Vous habitez à plus d’un kilomètre d’un commerce d’alimentation ? Vous êtes peut-être dans une “zone blanche alimentaire”. Une situation aux conséquences potentiellement néfastes sur la santé, que le département de la Seine-Saint-Denis tente d’évaluer et de résoudre. 

Les habitant.es de Villetaneuse sont parfois obligé.es de prendre le train pour aller faire leurs courses. Et si c’est pour acheter des produits de qualité, il faudra aller encore plus loin. Aucun magasin de produits durables n’est implanté dans cette ville. Une situation que l’on retrouve à Sevran ou Clichy-sous-Bois. 

Ces espaces, où les habitant.es ne peuvent se procurer des aliments sains (fruits, légumes, viande et produits laitiers frais) à des prix abordables, sont considérés comme des “déserts alimentaires” ou “zones blanches”. Elles commencent seulement à être étudiées, via les plans alimentaires territoriaux (PAT) développés localement, notamment après les défis d’approvisionnement rencontrés lors de la pandémie.

Un difficile état des lieux

“Le recensement des commerces sur le territoire est très approximatif et ce n’est pas facile de savoir en détail ce que propose un commerce. Si on sait qu’une boulangerie ne fournit pas de légumes frais, pour une épicerie, c’est plus compliqué”, indique Romain Dhainaut, animateur du PAT de Seine-Saint-Denis. Pour mieux saisir le paysage alimentaire urbain, le département a donc mis en place un comité scientifique composé de géographes, sociologues, nutritionnistes, juristes et spécialistes de l’environnement. En 2022, l’association Lab3S a été chargée de réunir toutes les données existantes sur l’alimentation pour proposer un état des lieux du territoire. 

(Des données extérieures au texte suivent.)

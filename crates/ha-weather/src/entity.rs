//! Weather entity
//!
//! Wraps a [`WeatherSource`] and presents its readings as an entity state in
//! the host's unit system.

use ha_config::UnitSystem;
use ha_core::{Context, EntityId, EntityIdError, State, STATE_UNAVAILABLE, STATE_UNKNOWN};
use ha_hass::HomeAssistant;
use ha_update_coordinator::{DataUpdateCoordinator, UpdateMethod};
use serde_json::{json, Value};
use std::collections::HashMap;
use std::sync::atomic::{AtomicBool, Ordering};
use std::sync::{Arc, Mutex};
use tracing::debug;

use crate::consts::*;
use crate::source::{Forecast, WeatherSource};
use crate::units::{round_to, PrecipitationUnit, PressureUnit, SpeedUnit, TemperatureUnit};

type Detach = Box<dyn FnOnce() + Send>;

pub struct WeatherEntity {
    hass: Arc<HomeAssistant>,
    entity_id: EntityId,
    source: Arc<dyn WeatherSource>,
    available: AtomicBool,
    detach: Mutex<Option<Detach>>,
}

impl WeatherEntity {
    /// Entity id is `weather.<slugified name>`
    pub fn new(
        hass: Arc<HomeAssistant>,
        source: Arc<dyn WeatherSource>,
    ) -> Result<Self, EntityIdError> {
        let name = source.name().unwrap_or_else(|| DOMAIN.to_string());
        let entity_id = EntityId::from_name(DOMAIN, &name)?;

        Ok(Self {
            hass,
            entity_id,
            source,
            available: AtomicBool::new(true),
            detach: Mutex::new(None),
        })
    }

    pub(crate) fn set_entity_id(&mut self, entity_id: EntityId) {
        self.entity_id = entity_id;
    }

    pub fn entity_id(&self) -> &EntityId {
        &self.entity_id
    }

    pub fn source(&self) -> &Arc<dyn WeatherSource> {
        &self.source
    }

    pub fn name(&self) -> Option<String> {
        self.source.name()
    }

    pub fn unique_id(&self) -> Option<String> {
        self.source.unique_id()
    }

    pub fn is_available(&self) -> bool {
        self.available.load(Ordering::SeqCst)
    }

    /// Condition when it is a known one, `unknown` otherwise
    pub fn state(&self) -> String {
        if !self.is_available() {
            return STATE_UNAVAILABLE.to_string();
        }
        self.source
            .condition()
            .filter(|condition| is_valid_condition(condition))
            .unwrap_or_else(|| STATE_UNKNOWN.to_string())
    }

    fn unit_system(&self) -> UnitSystem {
        self.hass.config().unit_system
    }

    pub fn temperature(&self) -> Option<f64> {
        let system = self.unit_system();
        self.source
            .native_temperature()
            .map(|value| self.convert_temperature(value, system))
    }

    fn convert_temperature(&self, value: f64, system: UnitSystem) -> f64 {
        let to = TemperatureUnit::for_system(system);
        round_to(self.source.native_temperature_unit().convert(value, to), 1)
    }

    fn convert_pressure(&self, value: f64, system: UnitSystem) -> f64 {
        let to = PressureUnit::for_system(system);
        round_to(self.source.native_pressure_unit().convert(value, to), 2)
    }

    fn convert_speed(&self, value: f64, system: UnitSystem) -> f64 {
        let to = SpeedUnit::for_system(system);
        round_to(self.source.native_wind_speed_unit().convert(value, to), 2)
    }

    fn convert_precipitation(&self, value: f64, system: UnitSystem) -> f64 {
        let to = PrecipitationUnit::for_system(system);
        round_to(self.source.native_precipitation_unit().convert(value, to), 2)
    }

    /// State attributes in the host's unit system
    pub fn state_attributes(&self) -> HashMap<String, Value> {
        let system = self.unit_system();
        let source = &self.source;
        let mut attributes = HashMap::new();

        let mut put = |key: &str, value: Option<f64>| {
            if let Some(value) = value {
                attributes.insert(key.to_string(), json!(value));
            }
        };

        put(
            ATTR_WEATHER_TEMPERATURE,
            source.native_temperature().map(|v| self.convert_temperature(v, system)),
        );
        put(
            ATTR_WEATHER_DEW_POINT,
            source.native_dew_point().map(|v| self.convert_temperature(v, system)),
        );
        put(ATTR_WEATHER_HUMIDITY, source.native_humidity().map(f64::round));
        put(
            ATTR_WEATHER_PRESSURE,
            source.native_pressure().map(|v| self.convert_pressure(v, system)),
        );
        put(
            ATTR_WEATHER_WIND_SPEED,
            source.native_wind_speed().map(|v| self.convert_speed(v, system)),
        );
        put(
            ATTR_WEATHER_WIND_GUST_SPEED,
            source.native_wind_gust_speed().map(|v| self.convert_speed(v, system)),
        );
        put(ATTR_WEATHER_WIND_BEARING, source.wind_bearing());
        put(ATTR_WEATHER_CLOUD_COVERAGE, source.cloud_coverage());

        attributes.insert(
            ATTR_WEATHER_TEMPERATURE_UNIT.to_string(),
            json!(TemperatureUnit::for_system(system).symbol()),
        );
        attributes.insert(
            ATTR_WEATHER_PRESSURE_UNIT.to_string(),
            json!(PressureUnit::for_system(system).symbol()),
        );
        attributes.insert(
            ATTR_WEATHER_WIND_SPEED_UNIT.to_string(),
            json!(SpeedUnit::for_system(system).symbol()),
        );
        attributes.insert(
            ATTR_WEATHER_PRECIPITATION_UNIT.to_string(),
            json!(PrecipitationUnit::for_system(system).symbol()),
        );

        if let Some(attribution) = source.attribution() {
            attributes.insert(ATTR_ATTRIBUTION.to_string(), json!(attribution));
        }
        if let Some(name) = source.name() {
            attributes.insert(ATTR_FRIENDLY_NAME.to_string(), json!(name));
        }

        attributes
    }

    pub fn forecast_daily(&self) -> Option<Vec<Forecast>> {
        let system = self.unit_system();
        self.source
            .forecast_daily()
            .map(|items| items.iter().map(|item| self.convert_forecast(item, system)).collect())
    }

    pub fn forecast_hourly(&self) -> Option<Vec<Forecast>> {
        let system = self.unit_system();
        self.source
            .forecast_hourly()
            .map(|items| items.iter().map(|item| self.convert_forecast(item, system)).collect())
    }

    /// Replace `native_*` keys with converted values under the plain key
    fn convert_forecast(&self, item: &Forecast, system: UnitSystem) -> Forecast {
        let mut converted = Forecast::with_capacity(item.len());

        for (key, value) in item {
            let (key, convert): (&str, Option<fn(&Self, f64, UnitSystem) -> f64>) =
                match key.as_str() {
                    ATTR_FORECAST_NATIVE_TEMP => (ATTR_FORECAST_TEMP, Some(Self::convert_temperature)),
                    ATTR_FORECAST_NATIVE_TEMP_LOW => {
                        (ATTR_FORECAST_TEMP_LOW, Some(Self::convert_temperature))
                    }
                    ATTR_FORECAST_NATIVE_DEW_POINT => {
                        (ATTR_FORECAST_DEW_POINT, Some(Self::convert_temperature))
                    }
                    ATTR_FORECAST_NATIVE_PRESSURE => {
                        (ATTR_FORECAST_PRESSURE, Some(Self::convert_pressure))
                    }
                    ATTR_FORECAST_NATIVE_PRECIPITATION => {
                        (ATTR_FORECAST_PRECIPITATION, Some(Self::convert_precipitation))
                    }
                    ATTR_FORECAST_NATIVE_WIND_SPEED => {
                        (ATTR_FORECAST_WIND_SPEED, Some(Self::convert_speed))
                    }
                    ATTR_FORECAST_NATIVE_WIND_GUST_SPEED => {
                        (ATTR_FORECAST_WIND_GUST_SPEED, Some(Self::convert_speed))
                    }
                    other => (other, None),
                };

            let value = match (convert, value.as_f64()) {
                (Some(convert), Some(number)) => json!(convert(self, number, system)),
                _ => value.clone(),
            };
            converted.insert(key.to_string(), value);
        }

        converted
    }

    /// Write the current state to the state store
    pub fn write_state(&self) -> State {
        let state = self.state();
        debug!(entity_id = %self.entity_id, %state, "Writing weather state");
        self.hass.states.set(
            self.entity_id.clone(),
            state,
            self.state_attributes(),
            Context::new(),
        )
    }

    /// Re-write the state after every refresh of `coordinator`, marking the
    /// entity unavailable while refreshes fail. Stops on [`remove`](Self::remove).
    pub fn follow<U: UpdateMethod>(self: &Arc<Self>, coordinator: &Arc<DataUpdateCoordinator<U>>) {
        let entity = Arc::downgrade(self);
        let weak_coordinator = Arc::downgrade(coordinator);
        let id = coordinator.add_listener(move || {
            let (Some(entity), Some(coordinator)) = (entity.upgrade(), weak_coordinator.upgrade())
            else {
                return;
            };
            entity
                .available
                .store(coordinator.last_update_success(), Ordering::SeqCst);
            entity.write_state();
        });

        let coordinator = coordinator.clone();
        let previous = self
            .lock_detach()
            .replace(Box::new(move || coordinator.remove_listener(id)));
        if let Some(previous) = previous {
            previous();
        }
    }

    fn lock_detach(&self) -> std::sync::MutexGuard<'_, Option<Detach>> {
        match self.detach.lock() {
            Ok(guard) => guard,
            Err(poisoned) => poisoned.into_inner(),
        }
    }

    /// Stop following updates and drop the entity's state
    pub fn remove(&self) -> Option<State> {
        let detach = self.lock_detach().take();
        if let Some(detach) = detach {
            detach();
        }
        self.hass.states.remove(&self.entity_id, Context::new())
    }
}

Résultat, la distance moyenne qu’un habitant de Seine-Saint-Denis doit parcourir pour trouver un commerce de proximité est de 150 mètres, tandis qu’il lui faut en moyenne 1,2 km pour atteindre un marché proposant des produits frais. “Se pose maintenant la question de la mobilité, pour savoir à quel point les gens sont prêts à se déplacer pour aller faire les courses”, explique Romain Dhainaut. Pour le savoir, le département prévoit de mener des entretiens avec des habitants à un niveau plus local, en lien avec des associations ou des municipalités. 

Des “marécages alimentaires”

Avec cet observatoire de l’alimentation – désormais accessible aux collectivités locales – le département s’est aussi rendu compte que la part des fast-foods était bien plus importante que la moyenne nationale. La restauration rapide représente 63 % de l’offre

totale dans le département, tandis que la restauration traditionnelle ne compte que 36 % et la restauration durable 1 %. Une situation que certain.es nomment des “bourbiers (ou marécages) alimentaires”, soit des quartiers dans lesquels une offre alimentaire “saine” existe, mais apparaît noyée au milieu de l’offre d’aliments et de boissons très caloriques. 

“Il faut faire attention de ne pas rentrer dans une logique de culpabilisation. Si on fait intervenir des associations pour dire qu’il ne faut pas manger gras et sucré mais qu’il n’y a que ça autour, ça pose un problème”, questionne Romain Dhainaut. D’autant plus que les kébabs ou fast-food peuvent aussi être des lieux de socialisation, voire être considérés comme des tiers lieux. “Attention donc à ne pas vouloir “corriger” les pratiques alimentaires jugées “défaillantes” des populations précaires et à éviter les risques de gentrification inhérents à ces politiques interventionnistes”, écrit Simon Vonthron, chargé de recherche en géographie à l’Institut national de recherche pour l’agriculture, l’alimentation et l’environnement (INRAE), dans une fiche ressource dédiée au sujet

Au-delà de l’accès, des barrières psychologiques à l’entrée

Alors que les déserts alimentaires pourraient augmenter la mortalité par insuffisance cardiaque, selon une étude menée aux États-Unis, comment faire en France pour les réduire ? “C’est très compliqué, mais la première étape est d’en avoir conscience. Ensuite, on peut essayer d’accompagner des réseaux comme les AMAP ou le réseau Vrac, qui proposent des commandes groupées de produits de qualité à moindre coût”, expose Romain Dhainaut. 

Enfin, le département tente de développer les incitations à aller vers les produits durables, pour dépasser certaines barrières sociales et psychologiques. Cette démarche pourrait permettre de démocratiser l’accès aux magasins bio ou de valoriser l’expérience et les pratiques d’approvisionnement déjà existantes, comme la fréquentation des petits commerces et commerces dits ethniques. Les premiers travaux d’observation engagés par la Seine-Saint-Denis intéressent en tout cas d’autres collectivités confrontées aux mêmes défis, comme l’agglomération de Paris, qui souhaite s’en inspirer.